After a day which saw the Northern Rock bailout plan, the start of the EU treaty process in the Commons and the Channel 4 programme on Ken’s record as Mayor these are the headlines in the “serious” papers this morning. It’s hard to focus on a specific political theme because, as Simon Hoggart in the Guardian puts is “..Outside in the real world the stock market was melting down..”

If George Soros is right when he says that this is “much more serious than any financial crisis since the end of the war” it is going to dominate all our politics in ways that it is hard to predict.

Immediately will it have an impact on the US primary races just as they approach the critical day of February 5th when half the nation will vote on the competing candidates?

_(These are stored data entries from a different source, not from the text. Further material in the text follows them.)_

/// A `.debug_frame` with one CIE (data alignment -4, return-address
/// register 8) and one FDE for [0x1000, 0x1100) whose instructions are
/// `def_cfa r4+16; offset r8, 1`.
fn simple_debug_frame() -> Vec<u8> {
    let mut cie = Vec::new();
    cie.extend_from_slice(&0xffff_ffffu32.to_le_bytes()); // CIE id
    cie.push(1); // version
    cie.push(0); // augmentation ""
    cie.extend_from_slice(&uleb(1)); // code alignment
    cie.extend_from_slice(&sleb(-4)); // data alignment
    cie.extend_from_slice(&uleb(8)); // return address register

    let mut fde = Vec::new();
    fde.extend_from_slice(&0u32.to_le_bytes()); // CIE offset
    fde.extend_from_slice(&0x1000u64.to_le_bytes()); // initial location
    fde.extend_from_slice(&0x100u64.to_le_bytes()); // address range
    fde.extend_from_slice(&[0x0c, 0x04, 0x10]); // def_cfa r4+16
    fde.extend_from_slice(&[0x80 | 0x08, 0x01]); // offset r8, 1

    let mut section = Vec::new();
    section.extend_from_slice(&(cie.len() as u32).to_le_bytes());
    section.extend_from_slice(&cie);
    section.extend_from_slice(&(fde.len() as u32).to_le_bytes());
    section.extend_from_slice(&fde);
    section
}

#[test]
fn unwinds_a_frame_from_debug_frame() {
    let image = ImageBuilder::new()
        .section(".debug_info", simple_info_section())
        .section(".debug_abbrev", test_abbrev_table())
        .section(".debug_frame", simple_debug_frame())
        .build();
    let file = load_file(image);

    let input = TestTarget::default()
        .with_register(4, 0x7fff_0000)
        .with_memory_word(0x7fff_000c, 0xdead_beef); // CFA - 4
    let mut output = TestTarget::default();

    let frame_address = file
        .unwind_call_frame(Some(0), 8, None, 0x1010, &input, &mut output)
        .unwrap();

    // CFA = r4 + 16
    assert_eq!(frame_address, 0x7fff_0010);
    // r8 was read from memory at CFA + 1 * -4
    assert_eq!(output.written_registers.get(&8), Some(&0xdead_beef));
}
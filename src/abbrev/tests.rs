use super::AbbreviationTable;
use crate::consts::*;

#[test]
fn parses_a_two_entry_table() {
    #[rustfmt::skip]
    let section = [
        // entry 1: DW_TAG_compile_unit, has children,
        //   DW_AT_name:DW_FORM_string, DW_AT_low_pc:DW_FORM_addr
        0x01, 0x11, 0x01,
        0x03, 0x08,
        0x11, 0x01,
        0x00, 0x00,
        // entry 2: DW_TAG_subprogram, no children, DW_AT_name:DW_FORM_string
        0x02, 0x2e, 0x00,
        0x03, 0x08,
        0x00, 0x00,
        // null entry terminates the table
        0x00,
    ];

    let table = AbbreviationTable::parse(&section, 0).unwrap();

    let mut entry = table.entry(1).unwrap();
    assert_eq!(entry.tag(), DW_TAG_compile_unit);
    assert!(entry.has_children());
    let spec = entry.next_attribute().unwrap().unwrap();
    assert_eq!((spec.name, spec.form), (DW_AT_name, DW_FORM_string));
    let spec = entry.next_attribute().unwrap().unwrap();
    assert_eq!((spec.name, spec.form), (DW_AT_low_pc, DW_FORM_addr));
    assert!(entry.next_attribute().unwrap().is_none());

    let mut entry = table.entry(2).unwrap();
    assert_eq!(entry.tag(), DW_TAG_subprogram);
    assert!(!entry.has_children());
    assert!(entry.next_attribute().unwrap().is_some());

    assert!(table.entry(3).is_none());
}

#[test]
fn implicit_const_operand_lives_in_the_table() {
    #[rustfmt::skip]
    let section = [
        // DW_TAG_variable, no children, DW_AT_decl_file:DW_FORM_implicit_const(-2)
        0x01, 0x34, 0x00,
        0x3a, 0x21, 0x7e,
        0x00, 0x00,
        0x00,
    ];

    let table = AbbreviationTable::parse(&section, 0).unwrap();
    let mut entry = table.entry(1).unwrap();
    let spec = entry.next_attribute().unwrap().unwrap();
    assert_eq!(spec.form, DW_FORM_implicit_const);
    assert_eq!(spec.implicit_const, -2);
}

#[test]
fn tables_are_found_by_section_offset() {
    #[rustfmt::skip]
    let section = [
        // table at offset 0: one entry
        0x01, 0x34, 0x00, 0x00, 0x00, 0x00,
        // table at offset 6: one entry with a different tag
        0x01, 0x2e, 0x00, 0x00, 0x00, 0x00,
    ];

    let first = AbbreviationTable::parse(&section, 0).unwrap();
    let second = AbbreviationTable::parse(&section, 6).unwrap();

    assert_eq!(first.entry(1).unwrap().tag(), DW_TAG_variable);
    assert_eq!(second.entry(1).unwrap().tag(), DW_TAG_subprogram);
    assert_eq!(first.offset(), 0);
    assert_eq!(second.offset(), 6);
}

#[test]
fn truncated_tables_are_bad_data() {
    // entry starts but the spec list never terminates
    let section = [0x01, 0x34, 0x00, 0x03];
    assert!(AbbreviationTable::parse(&section, 0).is_err());

    // offset outside the section
    let section = [0x00];
    assert!(AbbreviationTable::parse(&section, 8).is_err());
}
use super::*;

#[test]
fn class_is_the_intersection_of_name_and_form() {
    // DW_AT_location allows block and loclistptr; DW_FORM_data4 can carry
    // the *ptr classes and constants. Only loclistptr survives.
    assert_eq!(
        attribute_class(DW_AT_location, DW_FORM_data4),
        AttributeClass::LocListPtr
    );

    // with an exprloc form, the same attribute is a block
    assert_eq!(
        attribute_class(DW_AT_location, DW_FORM_exprloc),
        AttributeClass::Block
    );

    assert_eq!(attribute_class(DW_AT_name, DW_FORM_strp), AttributeClass::String);
    assert_eq!(attribute_class(DW_AT_low_pc, DW_FORM_addr), AttributeClass::Address);
    assert_eq!(
        attribute_class(DW_AT_high_pc, DW_FORM_data8),
        AttributeClass::Constant
    );
    assert_eq!(
        attribute_class(DW_AT_stmt_list, DW_FORM_sec_offset),
        AttributeClass::LinePtr
    );
    assert_eq!(
        attribute_class(DW_AT_ranges, DW_FORM_sec_offset),
        AttributeClass::RangeListPtr
    );
}

#[test]
fn mismatched_pairs_have_no_class() {
    // a flag attribute cannot be read from an address form
    assert_eq!(attribute_class(DW_AT_prototyped, DW_FORM_addr), AttributeClass::Unknown);
    // unknown attribute name
    assert_eq!(attribute_class(0x3fff, DW_FORM_data4), AttributeClass::Unknown);
}

#[test]
fn implicit_const_is_a_constant() {
    assert_eq!(
        attribute_class(DW_AT_decl_file, DW_FORM_implicit_const),
        AttributeClass::Constant
    );
}

#[test]
fn every_setter_name_has_classes() {
    // the setter table must only name attributes the class tables know;
    // probe a few forms to prove the name is classifiable at all
    for name in 1u16..=0x81 {
        if attribute_setter(name).is_some() {
            assert_ne!(
                attribute_name_classes(name),
                ClassSet::empty(),
                "setter for unclassifiable attribute {name:#x}"
            );
        }
    }
}
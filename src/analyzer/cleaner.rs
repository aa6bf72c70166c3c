use std::collections::HashMap;

use tracing::debug;

use crate::types::{ListingRecord, RawListing, ScrapeBatch};

/// Reporting currency for all cleaned prices.
pub const REPORTING_CURRENCY: &str = "USD";

/// The sole gate between raw scraped listings and the analyzer: parses and
/// normalizes prices, drops unusable rows, deduplicates. Every record it
/// emits carries a positive USD price, so downstream never re-validates.
pub struct DataCleaner {
    /// currency code → multiplier into the reporting currency.
    rates: HashMap<&'static str, f64>,
}

impl Default for DataCleaner {
    fn default() -> Self {
        // Fixed snapshot; precision is not a goal, comparability is.
        Self::with_rates(HashMap::from([
            ("USD", 1.0),
            ("EUR", 1.08),
            ("GBP", 1.27),
            ("CAD", 0.74),
            ("AUD", 0.66),
            ("JPY", 0.0067),
            ("INR", 0.012),
        ]))
    }
}

impl DataCleaner {
    pub fn with_rates(rates: HashMap<&'static str, f64>) -> Self {
        Self { rates }
    }

    /// Cleans one batch. A bad record is dropped, never the batch.
    pub fn clean(&self, batch: &ScrapeBatch) -> Vec<ListingRecord> {
        let mut records: Vec<ListingRecord> = Vec::with_capacity(batch.listings.len());
        // url → index of the record kept so far. A batch covers one source,
        // so the (source, url) dedup key reduces to the url; batch order is
        // scrape order, so a later duplicate is the more recent scrape.
        let mut seen_urls: HashMap<String, usize> = HashMap::new();
        let mut dropped = 0usize;

        for raw in &batch.listings {
            let Some(record) = self.clean_one(batch, raw) else {
                dropped += 1;
                continue;
            };
            match record.url.clone() {
                Some(url) => {
                    if let Some(&idx) = seen_urls.get(&url) {
                        records[idx] = record;
                    } else {
                        seen_urls.insert(url, records.len());
                        records.push(record);
                    }
                }
                None => records.push(record),
            }
        }

        debug!(
            source = %batch.source,
            kept = records.len(),
            dropped,
            "cleaned batch"
        );
        records
    }

    fn clean_one(&self, batch: &ScrapeBatch, raw: &RawListing) -> Option<ListingRecord> {
        let (amount, currency) = parse_price_text(&raw.price_text)?;
        if amount <= 0.0 {
            return None;
        }
        let Some(rate) = self.rates.get(currency) else {
            debug!(currency, title = %raw.title, "no exchange rate; dropping record");
            return None;
        };

        Some(ListingRecord {
            source: batch.source,
            title: raw.title.clone(),
            price: amount * rate,
            currency: REPORTING_CURRENCY,
            rating: raw.rating,
            review_count: raw.review_count,
            seller: raw.seller.clone(),
            url: raw.url.clone(),
            scraped_at: batch.scraped_at,
        })
    }
}

/// Currency symbol detection plus numeric extraction. Returns the amount in
/// its native currency. Ranges ("$20.00 to $35.00") yield the lower bound.
pub fn parse_price_text(text: &str) -> Option<(f64, &'static str)> {
    let mut s = text.trim().to_string();
    if s.is_empty() {
        return None;
    }

    let currency = if s.contains("A$") {
        s = s.replace("A$", "");
        "AUD"
    } else if s.contains("C$") {
        s = s.replace("C$", "");
        "CAD"
    } else if s.contains('$') {
        s = s.replace('$', "");
        "USD"
    } else if s.contains('€') {
        s = s.replace('€', "");
        "EUR"
    } else if s.contains('£') {
        s = s.replace('£', "");
        "GBP"
    } else if s.contains('¥') {
        s = s.replace('¥', "");
        "JPY"
    } else if s.contains('₹') {
        s = s.replace('₹', "");
        "INR"
    } else if let Some(rest) = strip_currency_code(&s) {
        let (code, remainder) = rest;
        s = remainder;
        code
    } else {
        "USD"
    };

    // First numeric token wins: handles "20.00 to 35.00" and trailing noise.
    let s = s.replace(',', "");
    let trimmed = s.trim();
    let negative = trimmed.starts_with('-');
    let token: String = trimmed
        .chars()
        .skip_while(|c| !c.is_ascii_digit())
        .take_while(|c| c.is_ascii_digit() || *c == '.')
        .collect();
    let amount: f64 = token.parse().ok()?;
    Some((if negative { -amount } else { amount }, currency))
}

fn strip_currency_code(s: &str) -> Option<(&'static str, String)> {
    for code in ["USD", "EUR", "GBP", "CAD", "AUD", "JPY", "INR"] {
        if let Some(rest) = s.strip_prefix(code) {
            return Some((code, rest.to_string()));
        }
    }
    None
}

Thus it could underline what Gordon Brown has been saying about the back-drop to the Northern Rock crisis which by comparison might pale into insignificance. It could also underpin those White House hopefuls who make “experience” their main selling point.

On the political betting markets
there’s been a further hardening of Hillary Clinton’s position in the Democratic race – she’s now at 0.44/1. John McCain remains the odds-on favourite for the GOP crown although Mitt Romney”s price has tightened following positive polling news from Florida. In the UK the mayoral race betting has seen a move from Ken and a move to Boris. The Tory hopeful is at 1.36/1 compared with nearly 2/1 just a week ago.